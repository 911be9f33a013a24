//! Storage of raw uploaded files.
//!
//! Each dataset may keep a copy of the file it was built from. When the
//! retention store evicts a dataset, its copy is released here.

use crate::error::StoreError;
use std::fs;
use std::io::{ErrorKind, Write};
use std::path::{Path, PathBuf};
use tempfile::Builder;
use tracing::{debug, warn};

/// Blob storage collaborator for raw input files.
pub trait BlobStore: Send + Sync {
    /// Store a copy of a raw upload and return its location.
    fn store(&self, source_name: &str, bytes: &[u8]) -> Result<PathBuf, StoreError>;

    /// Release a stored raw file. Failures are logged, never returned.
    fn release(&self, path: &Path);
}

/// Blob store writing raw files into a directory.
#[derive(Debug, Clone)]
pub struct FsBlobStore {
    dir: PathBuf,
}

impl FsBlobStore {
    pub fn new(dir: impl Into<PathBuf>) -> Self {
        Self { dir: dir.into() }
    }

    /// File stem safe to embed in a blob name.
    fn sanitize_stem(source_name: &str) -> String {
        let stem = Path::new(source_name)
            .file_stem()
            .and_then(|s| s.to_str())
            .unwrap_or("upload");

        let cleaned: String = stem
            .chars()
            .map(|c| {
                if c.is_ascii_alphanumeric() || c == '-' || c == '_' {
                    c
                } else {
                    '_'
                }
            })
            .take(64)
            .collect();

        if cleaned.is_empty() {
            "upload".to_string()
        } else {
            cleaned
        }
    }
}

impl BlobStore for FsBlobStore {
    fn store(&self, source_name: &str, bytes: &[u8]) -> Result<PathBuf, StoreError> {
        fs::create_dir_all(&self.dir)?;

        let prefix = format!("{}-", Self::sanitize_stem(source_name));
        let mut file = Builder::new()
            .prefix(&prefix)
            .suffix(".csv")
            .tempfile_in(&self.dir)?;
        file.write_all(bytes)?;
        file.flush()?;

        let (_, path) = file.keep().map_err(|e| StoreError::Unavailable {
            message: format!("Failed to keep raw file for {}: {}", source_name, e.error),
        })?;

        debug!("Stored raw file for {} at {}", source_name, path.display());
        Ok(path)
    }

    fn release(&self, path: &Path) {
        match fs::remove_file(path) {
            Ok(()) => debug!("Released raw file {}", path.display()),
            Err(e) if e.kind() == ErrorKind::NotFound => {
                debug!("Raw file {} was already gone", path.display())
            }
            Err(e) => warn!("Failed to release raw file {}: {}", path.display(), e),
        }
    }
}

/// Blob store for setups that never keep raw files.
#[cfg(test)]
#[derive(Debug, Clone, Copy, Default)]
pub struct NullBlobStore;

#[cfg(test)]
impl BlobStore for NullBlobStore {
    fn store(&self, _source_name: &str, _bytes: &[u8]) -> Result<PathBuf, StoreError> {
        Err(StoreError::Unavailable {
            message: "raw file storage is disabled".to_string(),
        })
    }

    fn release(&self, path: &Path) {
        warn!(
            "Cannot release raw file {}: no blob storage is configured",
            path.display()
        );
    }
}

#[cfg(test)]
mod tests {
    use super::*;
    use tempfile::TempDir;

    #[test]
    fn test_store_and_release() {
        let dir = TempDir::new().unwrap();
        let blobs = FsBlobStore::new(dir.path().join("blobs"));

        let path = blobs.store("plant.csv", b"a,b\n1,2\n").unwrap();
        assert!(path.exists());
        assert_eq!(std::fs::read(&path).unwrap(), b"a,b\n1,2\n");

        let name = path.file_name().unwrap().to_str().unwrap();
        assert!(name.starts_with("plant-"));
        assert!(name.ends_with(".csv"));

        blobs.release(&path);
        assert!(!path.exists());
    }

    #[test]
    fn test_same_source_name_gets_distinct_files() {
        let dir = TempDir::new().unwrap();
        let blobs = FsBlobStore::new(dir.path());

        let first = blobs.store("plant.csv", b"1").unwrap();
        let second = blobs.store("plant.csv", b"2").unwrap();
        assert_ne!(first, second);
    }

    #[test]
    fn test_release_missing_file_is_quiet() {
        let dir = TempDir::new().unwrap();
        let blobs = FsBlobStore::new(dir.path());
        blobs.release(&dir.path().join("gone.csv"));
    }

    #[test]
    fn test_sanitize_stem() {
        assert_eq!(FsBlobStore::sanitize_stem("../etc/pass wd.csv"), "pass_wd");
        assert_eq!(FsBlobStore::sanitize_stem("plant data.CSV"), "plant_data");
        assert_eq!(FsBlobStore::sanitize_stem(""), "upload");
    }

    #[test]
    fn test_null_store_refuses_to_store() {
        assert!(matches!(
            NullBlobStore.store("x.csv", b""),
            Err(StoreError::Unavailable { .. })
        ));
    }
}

§ §

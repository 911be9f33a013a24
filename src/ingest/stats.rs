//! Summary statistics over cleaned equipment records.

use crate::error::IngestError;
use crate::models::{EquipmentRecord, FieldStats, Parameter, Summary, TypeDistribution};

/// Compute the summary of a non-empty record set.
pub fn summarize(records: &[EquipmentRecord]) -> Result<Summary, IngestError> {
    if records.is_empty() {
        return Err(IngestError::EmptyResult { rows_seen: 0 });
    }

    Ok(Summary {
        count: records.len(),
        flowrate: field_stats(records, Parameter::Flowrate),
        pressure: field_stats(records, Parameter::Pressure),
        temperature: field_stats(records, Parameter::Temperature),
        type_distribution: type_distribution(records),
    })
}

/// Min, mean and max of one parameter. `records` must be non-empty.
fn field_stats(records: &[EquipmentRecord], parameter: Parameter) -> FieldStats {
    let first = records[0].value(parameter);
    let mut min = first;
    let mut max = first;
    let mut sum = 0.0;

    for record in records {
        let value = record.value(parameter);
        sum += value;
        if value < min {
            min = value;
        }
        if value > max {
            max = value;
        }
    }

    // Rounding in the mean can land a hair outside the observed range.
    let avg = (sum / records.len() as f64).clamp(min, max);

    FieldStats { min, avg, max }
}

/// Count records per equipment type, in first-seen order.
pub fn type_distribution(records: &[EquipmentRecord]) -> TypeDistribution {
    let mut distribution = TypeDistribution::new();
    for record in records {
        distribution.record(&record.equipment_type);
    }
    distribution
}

§ §

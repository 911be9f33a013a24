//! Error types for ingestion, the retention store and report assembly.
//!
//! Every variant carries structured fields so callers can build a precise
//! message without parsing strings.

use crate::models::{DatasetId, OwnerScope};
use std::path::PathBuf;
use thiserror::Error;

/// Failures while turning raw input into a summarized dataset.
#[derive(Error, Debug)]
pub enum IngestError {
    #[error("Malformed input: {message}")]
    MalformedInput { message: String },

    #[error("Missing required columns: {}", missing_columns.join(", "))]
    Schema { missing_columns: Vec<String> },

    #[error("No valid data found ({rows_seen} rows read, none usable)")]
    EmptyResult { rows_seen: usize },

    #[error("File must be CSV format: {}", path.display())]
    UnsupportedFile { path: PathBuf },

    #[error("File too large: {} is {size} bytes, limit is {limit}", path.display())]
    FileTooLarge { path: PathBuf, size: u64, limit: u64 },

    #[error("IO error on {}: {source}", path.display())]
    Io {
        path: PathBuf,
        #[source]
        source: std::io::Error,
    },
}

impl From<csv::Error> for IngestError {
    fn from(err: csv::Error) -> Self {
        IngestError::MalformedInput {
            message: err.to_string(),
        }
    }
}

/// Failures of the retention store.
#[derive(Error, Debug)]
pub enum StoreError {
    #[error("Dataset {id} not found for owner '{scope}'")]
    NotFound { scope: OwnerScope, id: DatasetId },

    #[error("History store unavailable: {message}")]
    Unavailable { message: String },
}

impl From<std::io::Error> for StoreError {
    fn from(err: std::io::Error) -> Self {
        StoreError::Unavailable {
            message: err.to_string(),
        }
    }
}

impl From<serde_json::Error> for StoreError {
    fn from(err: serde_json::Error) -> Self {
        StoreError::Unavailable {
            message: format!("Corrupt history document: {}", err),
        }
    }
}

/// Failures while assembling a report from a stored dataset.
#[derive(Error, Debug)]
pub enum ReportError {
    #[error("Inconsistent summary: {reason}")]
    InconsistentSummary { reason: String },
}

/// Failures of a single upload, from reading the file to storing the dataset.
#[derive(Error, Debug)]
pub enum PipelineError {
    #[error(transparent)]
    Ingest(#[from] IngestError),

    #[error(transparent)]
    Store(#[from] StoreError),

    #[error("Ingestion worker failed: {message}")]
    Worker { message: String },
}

§ §

_Aim of the exercise_
Search the entries for the string "Failures" and return each line where it turns up.

_Result of the exercise_
    /// Release a stored raw file. Failures are logged, never returned.
/// Failures while turning raw input into a summarized dataset.
/// Failures of the retention store.
/// Failures while assembling a report from a stored dataset.
/// Failures of a single upload, from reading the file to storing the dataset.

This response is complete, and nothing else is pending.